» ASSIGNMENT: Give the number of lines in these entries that contain "ImportTaskId", and nothing more.

» PROVIDED RECORDS:
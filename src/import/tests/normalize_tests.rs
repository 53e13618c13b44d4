//! Unit tests for manifest validation and normalization rules.

use crate::import::domain::Severity;
use crate::import::manifest::{
    DependencyExtraction, MAX_DESCRIPTION_CHARS, MAX_LICENSE_CHARS, MAX_TAGS,
    MIN_ENGINE_VERSION_DEFAULT, Manifest, Note, PlatformExtraction, PlatformReleases,
    RepoDefaults, extract_dependencies, extract_platforms, extract_tags, normalize_profile,
};
use rstest::rstest;
use serde_yaml::Mapping;

fn info_block(yaml: &str) -> Mapping {
    serde_yaml::from_str(yaml).expect("fixture YAML parses")
}

fn defaults() -> RepoDefaults {
    RepoDefaults {
        description: Some("Repo description".to_owned()),
        issues_url: Some("https://example.com/alice/nginx/issues".to_owned()),
    }
}

fn errors(notes: &[Note]) -> Vec<&str> {
    notes
        .iter()
        .filter(|note| note.severity == Severity::Error)
        .map(|note| note.text.as_str())
        .collect()
}

fn warnings(notes: &[Note]) -> Vec<&str> {
    notes
        .iter()
        .filter(|note| note.severity == Severity::Warning)
        .map(|note| note.text.as_str())
        .collect()
}

#[test]
fn description_longer_than_cap_is_truncated_with_one_warning() {
    let long = "d".repeat(MAX_DESCRIPTION_CHARS + 1);
    let block = info_block(&format!(
        "description: {long}\nlicense: MIT\nmin_engine_version: '2.0'\n"
    ));
    let outcome = normalize_profile(Some(&block), &defaults());

    assert_eq!(
        outcome.profile.description.chars().count(),
        MAX_DESCRIPTION_CHARS
    );
    let all_warnings = warnings(&outcome.notes);
    let truncation_warnings: Vec<&&str> = all_warnings
        .iter()
        .filter(|text| text.contains("description"))
        .collect::<Vec<_>>();
    assert_eq!(truncation_warnings.len(), 1);
}

#[test]
fn explicitly_empty_description_is_one_error_without_truncation_warning() {
    let block = info_block("description: ''\nlicense: MIT\nmin_engine_version: '2.0'\n");
    let outcome = normalize_profile(Some(&block), &defaults());

    assert_eq!(outcome.profile.description, "");
    let description_notes: Vec<&Note> = outcome
        .notes
        .iter()
        .filter(|note| note.text.contains("description"))
        .collect();
    assert_eq!(description_notes.len(), 1);
    assert_eq!(description_notes.first().map(|n| n.severity), Some(Severity::Error));
}

#[test]
fn absent_description_falls_back_to_repository_description() {
    let block = info_block("license: MIT\nmin_engine_version: '2.0'\n");
    let outcome = normalize_profile(Some(&block), &defaults());
    assert_eq!(outcome.profile.description, "Repo description");
    assert!(errors(&outcome.notes).is_empty());
}

#[test]
fn empty_license_is_one_error_with_empty_stored_value() {
    let block = info_block("description: fine\nmin_engine_version: '2.0'\n");
    let outcome = normalize_profile(Some(&block), &defaults());

    assert_eq!(outcome.profile.license, "");
    let license_errors: Vec<&str> = errors(&outcome.notes)
        .into_iter()
        .filter(|text| text.contains("license"))
        .collect();
    assert_eq!(license_errors.len(), 1);
}

#[test]
fn license_of_sixty_chars_is_clipped_to_fifty_with_one_warning() {
    let long = "L".repeat(60);
    let block = info_block(&format!(
        "description: fine\nlicense: {long}\nmin_engine_version: '2.0'\n"
    ));
    let outcome = normalize_profile(Some(&block), &defaults());

    assert_eq!(outcome.profile.license.chars().count(), MAX_LICENSE_CHARS);
    let license_warnings: Vec<&str> = warnings(&outcome.notes)
        .into_iter()
        .filter(|text| text.contains("license"))
        .collect();
    assert_eq!(license_warnings.len(), 1);
}

#[test]
fn company_is_clipped_to_fifty_with_one_warning() {
    let long = "C".repeat(51);
    let block = info_block(&format!(
        "description: fine\nlicense: MIT\ncompany: {long}\nmin_engine_version: '2.0'\n"
    ));
    let outcome = normalize_profile(Some(&block), &defaults());
    assert_eq!(outcome.profile.company.chars().count(), 50);
    assert_eq!(
        warnings(&outcome.notes)
            .iter()
            .filter(|text| text.contains("company"))
            .count(),
        1
    );
}

#[test]
fn missing_min_engine_version_defaults_with_a_warning() {
    let block = info_block("description: fine\nlicense: MIT\n");
    let outcome = normalize_profile(Some(&block), &defaults());
    assert_eq!(outcome.profile.min_engine_version, MIN_ENGINE_VERSION_DEFAULT);
    assert_eq!(
        warnings(&outcome.notes)
            .iter()
            .filter(|text| text.contains("min_engine_version"))
            .count(),
        1
    );
}

#[test]
fn issue_tracker_defaults_to_repository_issues_url() {
    let block = info_block("description: fine\nlicense: MIT\nmin_engine_version: '2.0'\n");
    let outcome = normalize_profile(Some(&block), &defaults());
    assert_eq!(
        outcome.profile.issue_tracker_url,
        "https://example.com/alice/nginx/issues"
    );
}

#[test]
fn malformed_issue_tracker_url_is_cleared_with_a_warning() {
    let block = info_block(
        "description: fine\nlicense: MIT\nmin_engine_version: '2.0'\n\
         issue_tracker_url: not-a-url\n",
    );
    let outcome = normalize_profile(Some(&block), &defaults());
    assert_eq!(outcome.profile.issue_tracker_url, "");
    assert_eq!(
        warnings(&outcome.notes)
            .iter()
            .filter(|text| text.contains("Invalid URL"))
            .count(),
        1
    );
}

#[rstest]
#[case("https://example.com/issues", true)]
#[case("http://example.com/", true)]
#[case("https://example.com", false)]
#[case("example.com/issues", false)]
#[case("://example.com/issues", false)]
fn issue_tracker_url_requires_scheme_host_and_path(#[case] url: &str, #[case] kept: bool) {
    let block = info_block(&format!(
        "description: fine\nlicense: MIT\nmin_engine_version: '2.0'\nissue_tracker_url: '{url}'\n"
    ));
    let outcome = normalize_profile(Some(&block), &defaults());
    if kept {
        assert_eq!(outcome.profile.issue_tracker_url, url);
    } else {
        assert_eq!(outcome.profile.issue_tracker_url, "");
    }
}

#[test]
fn no_issue_tracker_anywhere_is_a_warning() {
    let block = info_block("description: fine\nlicense: MIT\nmin_engine_version: '2.0'\n");
    let bare = RepoDefaults {
        description: None,
        issues_url: None,
    };
    let outcome = normalize_profile(Some(&block), &bare);
    assert_eq!(outcome.profile.issue_tracker_url, "");
    assert_eq!(
        warnings(&outcome.notes)
            .iter()
            .filter(|text| text.contains("issue tracker"))
            .count(),
        1
    );
}

#[test]
fn galaxy_tags_are_colon_split_and_deduplicated_in_order() {
    let block = info_block("galaxy_tags:\n  - web:server\n  - database\n  - web\n");
    let extraction = extract_tags(Some(&block));
    let names: Vec<&str> = extraction.tags.iter().map(AsRef::as_ref).collect();
    assert_eq!(names, vec!["web", "server", "database"]);
    assert!(errors(&extraction.notes).is_empty());
}

#[test]
fn categories_key_carries_a_deprecation_warning() {
    let block = info_block("categories:\n  - monitoring\n");
    let extraction = extract_tags(Some(&block));
    let names: Vec<&str> = extraction.tags.iter().map(AsRef::as_ref).collect();
    assert_eq!(names, vec!["monitoring"]);
    assert_eq!(
        warnings(&extraction.notes)
            .iter()
            .filter(|text| text.contains("galaxy_info.categories"))
            .count(),
        1
    );
}

#[test]
fn invalid_tag_tokens_are_dropped_with_warnings() {
    let block = info_block("galaxy_tags:\n  - 'web server'\n  - good\n  - 'bäd'\n");
    let extraction = extract_tags(Some(&block));
    let names: Vec<&str> = extraction.tags.iter().map(AsRef::as_ref).collect();
    assert_eq!(names, vec!["good"]);
    assert_eq!(warnings(&extraction.notes).len(), 2);
}

#[test]
fn scalar_galaxy_tags_value_is_an_error() {
    let block = info_block("galaxy_tags: web\n");
    let extraction = extract_tags(Some(&block));
    assert!(extraction.tags.is_empty());
    // The shape error plus the resulting "no tags" error.
    assert_eq!(errors(&extraction.notes).len(), 2);
}

#[test]
fn zero_valid_tags_is_an_error() {
    let extraction = extract_tags(None);
    assert!(extraction.tags.is_empty());
    assert_eq!(errors(&extraction.notes).len(), 1);
}

#[test]
fn more_than_twenty_tags_keeps_the_first_twenty_in_encounter_order() {
    let listed: Vec<String> = (0..25).map(|i| format!("  - tag{i}")).collect();
    let block = info_block(&format!("galaxy_tags:\n{}\n", listed.join("\n")));
    let extraction = extract_tags(Some(&block));

    assert_eq!(extraction.tags.len(), MAX_TAGS);
    let names: Vec<&str> = extraction.tags.iter().map(AsRef::as_ref).collect();
    let expected: Vec<String> = (0..MAX_TAGS).map(|i| format!("tag{i}")).collect();
    assert_eq!(names, expected.iter().map(String::as_str).collect::<Vec<_>>());
    assert_eq!(warnings(&extraction.notes).len(), 1);
}

#[test]
fn missing_platforms_key_skips_the_stage_with_an_error() {
    let block = info_block("description: fine\n");
    let extraction = extract_platforms(Some(&block));
    let PlatformExtraction::Skipped(notes) = extraction else {
        panic!("expected the stage to be skipped");
    };
    assert_eq!(errors(&notes).len(), 1);
}

#[test]
fn scalar_platforms_value_skips_the_stage_with_an_error() {
    let block = info_block("platforms: Ubuntu\n");
    let extraction = extract_platforms(Some(&block));
    assert!(matches!(extraction, PlatformExtraction::Skipped(_)));
}

#[test]
fn platform_entries_are_validated_individually() {
    let block = info_block(
        "platforms:\n\
         \x20 - Ubuntu\n\
         \x20 - versions: ['1.0']\n\
         \x20 - name: Debian\n\
         \x20   versions: wheezy\n\
         \x20 - name: EL\n\
         \x20   versions: ['6', '7']\n",
    );
    let PlatformExtraction::Parsed { specs, notes } = extract_platforms(Some(&block)) else {
        panic!("expected parsed platform entries");
    };

    // Three invalid entries each produce one error and are skipped.
    assert_eq!(errors(&notes).len(), 3);
    assert_eq!(specs.len(), 1);
    let spec = specs.first().expect("one spec survives");
    assert_eq!(spec.name, "EL");
    assert_eq!(
        spec.releases,
        PlatformReleases::Pinned(vec!["6".to_owned(), "7".to_owned()])
    );
}

#[test]
fn omitted_versions_default_to_the_all_sentinel() {
    let block = info_block("platforms:\n  - name: Ubuntu\n");
    let PlatformExtraction::Parsed { specs, notes } = extract_platforms(Some(&block)) else {
        panic!("expected parsed platform entries");
    };
    assert!(notes.is_empty());
    assert_eq!(
        specs.first().map(|spec| &spec.releases),
        Some(&PlatformReleases::All)
    );
}

#[test]
fn all_sentinel_wins_even_among_explicit_releases() {
    let block = info_block("platforms:\n  - name: Ubuntu\n    versions: ['trusty', 'all']\n");
    let PlatformExtraction::Parsed { specs, .. } = extract_platforms(Some(&block)) else {
        panic!("expected parsed platform entries");
    };
    assert_eq!(
        specs.first().map(|spec| &spec.releases),
        Some(&PlatformReleases::All)
    );
}

#[test]
fn missing_dependencies_key_skips_the_stage_with_an_error() {
    let manifest = Manifest::parse(b"galaxy_info:\n  description: fine\n").expect("parses");
    let extraction = extract_dependencies(&manifest);
    let DependencyExtraction::Skipped(notes) = extraction else {
        panic!("expected the stage to be skipped");
    };
    assert_eq!(errors(&notes).len(), 1);
}

#[test]
fn empty_dependencies_list_parses_to_no_references() {
    let manifest = Manifest::parse(b"dependencies: []\n").expect("parses");
    let DependencyExtraction::Parsed { refs, notes } = extract_dependencies(&manifest) else {
        panic!("expected parsed dependencies");
    };
    assert!(refs.is_empty());
    assert!(notes.is_empty());
}

#[test]
fn dependency_entries_accept_strings_and_role_mappings() {
    let manifest = Manifest::parse(
        b"dependencies:\n  - alice.nginx\n  - role: a.b.c\n  - nodots\n  - role2: missing\n",
    )
    .expect("parses");
    let DependencyExtraction::Parsed { refs, notes } = extract_dependencies(&manifest) else {
        panic!("expected parsed dependencies");
    };

    let rendered: Vec<String> = refs.iter().map(ToString::to_string).collect();
    assert_eq!(rendered, vec!["alice.nginx", "a.b.c"]);
    let first = refs.first().expect("first dependency");
    assert_eq!(first.namespace().as_str(), "alice");
    assert_eq!(first.name().as_str(), "nginx");
    let second = refs.get(1).expect("second dependency");
    assert_eq!(second.namespace().as_str(), "a.b");
    assert_eq!(second.name().as_str(), "c");
    assert_eq!(errors(&notes).len(), 2);
}

#[test]
fn scalar_dependencies_value_skips_the_stage_with_an_error() {
    let manifest = Manifest::parse(b"dependencies: alice.nginx\n").expect("parses");
    assert!(matches!(
        extract_dependencies(&manifest),
        DependencyExtraction::Skipped(_)
    ));
}
//! Release history entries derived from upstream repository tags.

use super::CatalogDomainError;
use chrono::{DateTime, Utc};
use serde::{Deserialize, Serialize};

/// One release of a role, keyed by the upstream tag name.
///
/// Versions are historical: the upstream tag list may legitimately shrink
/// without meaning a release never existed, so versions are only ever added
/// or updated, never removed.
#[derive(Debug, Clone, PartialEq, Eq, Serialize, Deserialize)]
pub struct RoleVersion {
    name: String,
    release_date: DateTime<Utc>,
}

impl RoleVersion {
    /// Creates a validated role version.
    ///
    /// # Errors
    ///
    /// Returns [`CatalogDomainError::EmptyVersionName`] when the trimmed
    /// name is empty.
    pub fn new(
        name: impl Into<String>,
        release_date: DateTime<Utc>,
    ) -> Result<Self, CatalogDomainError> {
        let name = name.into().trim().to_owned();
        if name.is_empty() {
            return Err(CatalogDomainError::EmptyVersionName);
        }
        Ok(Self { name, release_date })
    }

    /// Returns the upstream tag name.
    #[must_use]
    pub fn name(&self) -> &str {
        &self.name
    }

    /// Returns the release date taken from the upstream tag commit.
    #[must_use]
    pub const fn release_date(&self) -> DateTime<Utc> {
        self.release_date
    }
}
//! Identifier types for the import domain.

use serde::{Deserialize, Serialize};
use std::fmt;
use uuid::Uuid;

/// Unique identifier for an import task record.
#[derive(Debug, Clone, Copy, PartialEq, Eq, Hash, Serialize, Deserialize)]
#[serde(transparent)]
pub struct ImportTaskId(Uuid);

impl ImportTaskId {
    /// Creates a new random task identifier.
    #[must_use]
    pub fn new() -> Self {
        Self(Uuid::new_v4())
    }

    /// Creates a task identifier from an existing UUID.
    #[must_use]
    pub const fn from_uuid(uuid: Uuid) -> Self {
        Self(uuid)
    }

    /// Returns the wrapped UUID.
    #[must_use]
    pub const fn into_inner(self) -> Uuid {
        self.0
    }
}

impl Default for ImportTaskId {
    fn default() -> Self {
        Self::new()
    }
}

impl AsRef<Uuid> for ImportTaskId {
    fn as_ref(&self) -> &Uuid {
        &self.0
    }
}

impl fmt::Display for ImportTaskId {
    fn fmt(&self, f: &mut fmt::Formatter<'_>) -> fmt::Result {
        write!(f, "{}", self.0)
    }
}

/// Identifier of the user who requested an import.
#[derive(Debug, Clone, Copy, PartialEq, Eq, Hash, Serialize, Deserialize)]
#[serde(transparent)]
pub struct UserId(Uuid);

impl UserId {
    /// Creates a new random user identifier.
    #[must_use]
    pub fn new() -> Self {
        Self(Uuid::new_v4())
    }

    /// Creates a user identifier from an existing UUID.
    #[must_use]
    pub const fn from_uuid(uuid: Uuid) -> Self {
        Self(uuid)
    }

    /// Returns the wrapped UUID.
    #[must_use]
    pub const fn into_inner(self) -> Uuid {
        self.0
    }
}

impl Default for UserId {
    fn default() -> Self {
        Self::new()
    }
}

impl fmt::Display for UserId {
    fn fmt(&self, f: &mut fmt::Formatter<'_>) -> fmt::Result {
        write!(f, "{}", self.0)
    }
}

» EXERCISE RESPONSE: 5